Unoccupied house immediately to the south-east of Higher Dittisham Farmhouse, Walkhampton. Now used as store and stabling.

This building began as a relatively modest longhouse in the late 16th or early 17th century, with a shippon at the lower, right-hand end and a through-passage at its higher end divided only by a light partition. To the left of the passage was a small hall with an axial fireplace backing onto the passage. Beyond this lay a small unheated inner room, and at the rear, overlapping both rooms, was a newel stair projection. In 1663 a parlour wing was added, projecting from the higher end and involving a partial rebuild of the inner room. This wing is now gutted internally but retains its original external door providing independent access. The position of the surviving fireplace and windows suggests a ground-floor arrangement of a lobby entrance with one or possibly two service rooms to the left and the parlour to the right, heated by an axial fireplace in the wall adjoining the hall. A gable-end fireplace on the first floor of the wing also survives. At this stage the hall was probably relegated to kitchen status.

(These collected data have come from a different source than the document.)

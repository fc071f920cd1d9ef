use chrono::{DateTime, Utc};
use sea_orm::entity::prelude::*;

// unique per (member_id, book_id)
#[derive(Clone, Debug, PartialEq, DeriveEntityModel, Eq)]
#[sea_orm(table_name = "reviews")]
pub struct Model {
    #[sea_orm(primary_key)]
    pub id: i64,
    pub member_id: i64,
    pub book_id: i64,
    pub rating: i32,
    #[sea_orm(column_type = "Text")]
    pub comment: String,
    pub created_at: DateTime<Utc>,
    pub updated_at: DateTime<Utc>,
}

#[derive(Copy, Clone, Debug, EnumIter, DeriveRelation)]
pub enum Relation {
    #[sea_orm(
        belongs_to = "super::members::Entity",
        from = "Column::MemberId",
        to = "super::members::Column::Id"
    )]
    Member,
    #[sea_orm(
        belongs_to = "super::books::Entity",
        from = "Column::BookId",
        to = "super::books::Column::Id"
    )]
    Book,
}

impl Related<super::members::Entity> for Entity {
    fn to() -> RelationDef {
        Relation::Member.def()
    }
}

impl Related<super::books::Entity> for Entity {
    fn to() -> RelationDef {
        Relation::Book.def()
    }
}

impl ActiveModelBehavior for ActiveModel {}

The house was probably abandoned in the later 19th century. Substantial changes were made throughout the 20th century: the shippon was reduced in height and divided into loose boxes, the passage partition was removed and doors blocked, the doorway from hall to passage was blocked, and the original internal partitions in the wing were removed.

The building is constructed of stone rubble walls with a gable-ended corrugated iron roof. It is two storeys, L-shaped, with the larger range sloping downhill consisting of the hall and shippon, now reduced to one storey with two stable doors. The original drain-hole survives in the lower gable end. At the higher, left-hand end of its front wall, the blocked passage doorway can be seen. A 20th-century plank door has been inserted into the front of the hall at the left end of the main range, with a loading doorway above. The wing projects at the left-hand end with a four-centred chamfered granite doorway on the inner face. To its left is the hollow-chamfered granite frame of a two-light mullion window whose central mullion has been removed; similar window evidence appears on the ground floor of the gable end. To the left of the arched doorway on the first floor is a tall inserted 20th-century window opening, and to its right is a granite datestone inscribed "1663 RPM".

Interior features include the hall fireplace with plain granite lintel and unchamfered granite jambs, with an oven in its right-hand side. At the higher end of the hall is a chamfered half beam set into the wall. Stone newel stairs remain at the rear of the hall. The former parlour preserves its blocked fireplace with granite jambs and an ovolo-moulded wooden lintel with hollow-stepped and notched stops. The first-floor fireplace in the wing has a chamfered wooden lintel and chamfered granite jambs.

Despite recent alterations, the main fabric of the house survives with numerous features from both building phases, representing an interesting example of a modest parlour wing house.